* BRIEF *
Check every line of the entries below for "validity", and copy the lines that have it.
§ §
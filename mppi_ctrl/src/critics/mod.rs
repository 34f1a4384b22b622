//! # Critic pipeline module
//!
//! A critic is an independently-pluggable cost function. Each one consumes a
//! shared read-only evaluation context and adds a weighted, optionally
//! power-raised per-trajectory cost into the shared cost vector. Critics are
//! resolved by name from a registry at configuration time and run in the
//! configured order. Because they only ever add to the accumulator the
//! mathematical result is order-independent, but the order is kept
//! deterministic for reproducibility and so that cheap early-exit critics
//! can be placed first.
//!
//! Critics gate themselves with a cheap precondition (typically squared
//! distance to the goal compared against a threshold, avoiding the square
//! root) and never fail for data-validity reasons on the hot path; only
//! `initialize` can fail, for configuration errors.

// ------------------------------------------------------------------------------------------------
// MODULES
// ------------------------------------------------------------------------------------------------

mod goal_angle_critic;
mod goal_critic;
mod prefer_forward_critic;

// ------------------------------------------------------------------------------------------------
// IMPORTS
// ------------------------------------------------------------------------------------------------

// External
use ndarray::{Array1, Zip};

// Internal
pub use goal_angle_critic::GoalAngleCritic;
pub use goal_critic::GoalCritic;
pub use prefer_forward_critic::PreferForwardCritic;

use crate::batch::{ControlBatch, TrajectoryBatch};
use crate::path::{Pose, RefPath, Velocity};
use util::params::{self, ParamSource};

// ------------------------------------------------------------------------------------------------
// DATA STRUCTURES
// ------------------------------------------------------------------------------------------------

/// The shared per-iteration evaluation context.
///
/// Constructed once per iteration by the optimizer and passed to every
/// critic. Critics must not mutate anything except the cost vector.
pub struct EvalContext<'a> {
    /// The current robot pose in the controller frame.
    pub pose: &'a Pose,

    /// The current measured robot velocity.
    pub velocity: &'a Velocity,

    /// The reference path in the controller frame.
    pub path: &'a RefPath,

    /// The rolled-out trajectory batch for this iteration.
    pub trajectories: &'a TrajectoryBatch,

    /// The perturbed control batch the trajectories were rolled out from.
    pub controls: &'a ControlBatch,

    /// The model integration step, in seconds.
    pub model_dt: f32,

    /// The per-trajectory cost accumulator, length `batch_size`.
    pub costs: &'a mut Array1<f32>,
}

/// The ordered collection of configured critics.
pub struct CriticPipeline {
    critics: Vec<Box<dyn Critic>>,
}

// ------------------------------------------------------------------------------------------------
// ENUMERATIONS
// ------------------------------------------------------------------------------------------------

/// Possible errors that can occur while building or initialising critics.
#[derive(Debug, thiserror::Error)]
pub enum CriticError {
    #[error("Unknown critic: {0}")]
    UnknownCritic(String),

    #[error("Could not load parameters for critic {0}: {1}")]
    ParamLoadError(String, params::LoadError),
}

// ------------------------------------------------------------------------------------------------
// TRAITS
// ------------------------------------------------------------------------------------------------

/// The capability set a pluggable cost function must provide.
pub trait Critic: Send {
    /// The name this critic is registered and configured under.
    fn name(&self) -> &'static str;

    /// Read this critic's own parameters from its named section of the
    /// configuration source.
    fn initialize(&mut self, source: &ParamSource) -> Result<(), CriticError>;

    /// Score the whole trajectory batch, adding into the context's cost
    /// vector. Must be infallible: data-validity issues are handled by
    /// skipping, not by failing the cycle.
    fn score(&self, ctx: &mut EvalContext);
}

// ------------------------------------------------------------------------------------------------
// IMPLEMENTATIONS
// ------------------------------------------------------------------------------------------------

impl CriticPipeline {
    /// Resolve and initialise critics by name, preserving the given order.
    pub fn from_names(names: &[String], source: &ParamSource) -> Result<Self, CriticError> {
        let mut critics = Vec::with_capacity(names.len());

        for name in names {
            let mut critic = critic_for_name(name)?;
            critic.initialize(source)?;
            critics.push(critic);
        }

        Ok(Self { critics })
    }

    /// Run every critic in order against the given context.
    pub fn score_all(&self, ctx: &mut EvalContext) {
        for critic in &self.critics {
            critic.score(ctx);
        }
    }

    pub fn len(&self) -> usize {
        self.critics.len()
    }

    pub fn is_empty(&self) -> bool {
        self.critics.is_empty()
    }
}

// ------------------------------------------------------------------------------------------------
// PUBLIC FUNCTIONS
// ------------------------------------------------------------------------------------------------

/// The critic registry: map a name to a freshly-constructed critic.
pub fn critic_for_name(name: &str) -> Result<Box<dyn Critic>, CriticError> {
    match name {
        "GoalCritic" => Ok(Box::new(GoalCritic::default())),
        "GoalAngleCritic" => Ok(Box::new(GoalAngleCritic::default())),
        "PreferForwardCritic" => Ok(Box::new(PreferForwardCritic::default())),
        _ => Err(CriticError::UnknownCritic(name.into())),
    }
}

// ------------------------------------------------------------------------------------------------
// CRATE FUNCTIONS
// ------------------------------------------------------------------------------------------------

/// True if the robot is within the given distance of the path's final point.
///
/// Uses a squared-distance comparison with strict less-than, so a robot at
/// exactly the threshold distance is not considered within tolerance.
pub(crate) fn within_goal_tolerance(threshold_m: f32, pose: &Pose, path: &RefPath) -> bool {
    let (goal_x, goal_y, _) = match path.goal() {
        Some(g) => g,
        None => return false,
    };

    let dx = pose.position_m.x as f32 - goal_x;
    let dy = pose.position_m.y as f32 - goal_y;

    dx * dx + dy * dy < threshold_m * threshold_m
}

/// Add a weighted raw cost into the accumulator, optionally raised to an
/// integer power.
///
/// `power == 1` is the common case and takes a fused multiply-add path that
/// avoids the exponentiation call entirely.
pub(crate) fn accumulate(costs: &mut Array1<f32>, raw: &Array1<f32>, weight: f32, power: u32) {
    if power > 1 {
        Zip::from(costs)
            .and(raw)
            .for_each(|c, &r| *c += (r * weight).powi(power as i32));
    } else {
        costs.scaled_add(weight, raw);
    }
}

// ------------------------------------------------------------------------------------------------
// TESTS
// ------------------------------------------------------------------------------------------------

#[cfg(test)]
mod test {
    use super::*;
    use ndarray::array;

    #[test]
    fn test_accumulate_power_relationship() {
        // A power-2 critic on unit raw costs must equal the square of the
        // power-1 result elementwise
        let raw = array![1.0_f32, 1.0, 1.0];

        let mut costs_p1 = Array1::zeros(3);
        accumulate(&mut costs_p1, &raw, 3.0, 1);

        let mut costs_p2 = Array1::zeros(3);
        accumulate(&mut costs_p2, &raw, 3.0, 2);

        for i in 0..3 {
            assert!((costs_p2[i] - costs_p1[i] * costs_p1[i]).abs() < 1e-6);
        }
    }

    #[test]
    fn test_accumulate_adds_in_place() {
        let raw = array![1.0_f32, 2.0];
        let mut costs = array![10.0_f32, 20.0];
        accumulate(&mut costs, &raw, 2.0, 1);
        assert_eq!(costs, array![12.0, 24.0]);
    }

    #[test]
    fn test_within_goal_tolerance_is_strict() {
        let path = RefPath::from_waypoints(&[(0.0, 0.0, 0.0), (3.0, 4.0, 0.0)]);

        // Robot at exactly the threshold distance (5 m) does not qualify
        let pose = Pose::new(0.0, 0.0, 0.0);
        assert!(!within_goal_tolerance(5.0, &pose, &path));

        // Just inside does
        assert!(within_goal_tolerance(5.001, &pose, &path));
    }

    #[test]
    fn test_empty_path_never_within_tolerance() {
        let path = RefPath::from_waypoints(&[]);
        let pose = Pose::new(0.0, 0.0, 0.0);
        assert!(!within_goal_tolerance(100.0, &pose, &path));
    }

    #[test]
    fn test_unknown_critic_rejected() {
        assert!(matches!(
            critic_for_name("NoSuchCritic"),
            Err(CriticError::UnknownCritic(_))
        ));
    }

    #[test]
    fn test_pipeline_preserves_order() {
        let source = ParamSource::from_str("").unwrap();
        let names = vec!["PreferForwardCritic".to_string(), "GoalCritic".to_string()];
        let pipeline = CriticPipeline::from_names(&names, &source).unwrap();
        assert_eq!(pipeline.len(), 2);
        assert_eq!(pipeline.critics[0].name(), "PreferForwardCritic");
        assert_eq!(pipeline.critics[1].name(), "GoalCritic");
    }
}
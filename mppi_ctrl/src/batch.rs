//! # Batched control and trajectory storage
//!
//! All per-batch data is stored as `[batch_size, time_steps]` single
//! precision arrays, one per control or pose dimension, so that every
//! optimisation step can be written as a whole-batch array operation. Batch
//! sizes run into the thousands and the cycle budget is tens of
//! milliseconds, so per-trajectory loops are avoided throughout.

// ------------------------------------------------------------------------------------------------
// IMPORTS
// ------------------------------------------------------------------------------------------------

// External
use ndarray::{Array1, Array2};

// ------------------------------------------------------------------------------------------------
// DATA STRUCTURES
// ------------------------------------------------------------------------------------------------

/// The nominal control sequence over the planning horizon.
///
/// Owned exclusively by the optimizer: re-optimised in place during each
/// cycle's iterations and shifted one step forward at the end of the cycle as
/// a warm start for the next one.
#[derive(Debug, Clone, Default)]
pub struct ControlSequence {
    /// Linear X velocity controls, in meters/second.
    pub vx: Array1<f32>,

    /// Linear Y velocity controls, in meters/second. Only populated for
    /// holonomic platforms.
    pub vy: Array1<f32>,

    /// Angular Z velocity controls, in radians/second.
    pub wz: Array1<f32>,
}

/// The batch of perturbed control sequences for one iteration.
#[derive(Debug, Clone, Default)]
pub struct ControlBatch {
    /// Perturbed linear X controls, shape `[batch_size, time_steps]`.
    pub cvx: Array2<f32>,

    /// Perturbed linear Y controls. Zero for non-holonomic platforms and must
    /// not be consumed by them.
    pub cvy: Array2<f32>,

    /// Perturbed angular Z controls.
    pub cwz: Array2<f32>,
}

/// The rolled-out predicted poses for every sampled control sequence.
///
/// Written by the motion model rollout, read-only to the critic pipeline.
#[derive(Debug, Clone, Default)]
pub struct TrajectoryBatch {
    /// X positions, shape `[batch_size, time_steps]`, in meters.
    pub x: Array2<f32>,

    /// Y positions, in meters.
    pub y: Array2<f32>,

    /// Headings, in radians.
    pub heading: Array2<f32>,
}

/// The predicted poses of the final nominal control sequence, retained for
/// host introspection after each cycle.
#[derive(Debug, Clone, Default)]
pub struct OptimizedTrajectory {
    pub x: Array1<f32>,
    pub y: Array1<f32>,
    pub heading: Array1<f32>,
}

// ------------------------------------------------------------------------------------------------
// IMPLEMENTATIONS
// ------------------------------------------------------------------------------------------------

impl ControlSequence {
    /// Reallocate all axes to zeros over the given horizon.
    pub fn reset(&mut self, time_steps: usize) {
        self.vx = Array1::zeros(time_steps);
        self.vy = Array1::zeros(time_steps);
        self.wz = Array1::zeros(time_steps);
    }

    /// Shift the sequence one step forward, duplicating the final entry.
    ///
    /// Called at the end of every cycle so the next cycle starts from the
    /// remainder of this cycle's plan rather than from scratch.
    pub fn shift(&mut self) {
        shift_axis(&mut self.vx);
        shift_axis(&mut self.vy);
        shift_axis(&mut self.wz);
    }

    /// True if every element of every axis is finite.
    pub fn is_finite(&self) -> bool {
        self.vx.iter().all(|v| v.is_finite())
            && self.vy.iter().all(|v| v.is_finite())
            && self.wz.iter().all(|v| v.is_finite())
    }
}

impl ControlBatch {
    /// Reallocate all axes to zeros with the given shape.
    pub fn reset(&mut self, batch_size: usize, time_steps: usize) {
        self.cvx = Array2::zeros((batch_size, time_steps));
        self.cvy = Array2::zeros((batch_size, time_steps));
        self.cwz = Array2::zeros((batch_size, time_steps));
    }
}

impl TrajectoryBatch {
    /// Reallocate all axes to zeros with the given shape.
    pub fn reset(&mut self, batch_size: usize, time_steps: usize) {
        self.x = Array2::zeros((batch_size, time_steps));
        self.y = Array2::zeros((batch_size, time_steps));
        self.heading = Array2::zeros((batch_size, time_steps));
    }

    /// True if every predicted pose element is finite.
    pub fn is_finite(&self) -> bool {
        self.x.iter().all(|v| v.is_finite())
            && self.y.iter().all(|v| v.is_finite())
            && self.heading.iter().all(|v| v.is_finite())
    }
}

// ------------------------------------------------------------------------------------------------
// PRIVATE FUNCTIONS
// ------------------------------------------------------------------------------------------------

/// Roll a sequence axis one step left, duplicating the final entry.
fn shift_axis(axis: &mut Array1<f32>) {
    let len = axis.len();
    if len < 2 {
        return;
    }

    for i in 0..(len - 1) {
        axis[i] = axis[i + 1];
    }
    axis[len - 1] = axis[len - 2];
}

// ------------------------------------------------------------------------------------------------
// TESTS
// ------------------------------------------------------------------------------------------------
§ §
* TASK RESPONSE *
//! root) and never fail for data-validity reasons on the hot path; only
    /// vector. Must be infallible: data-validity issues are handled by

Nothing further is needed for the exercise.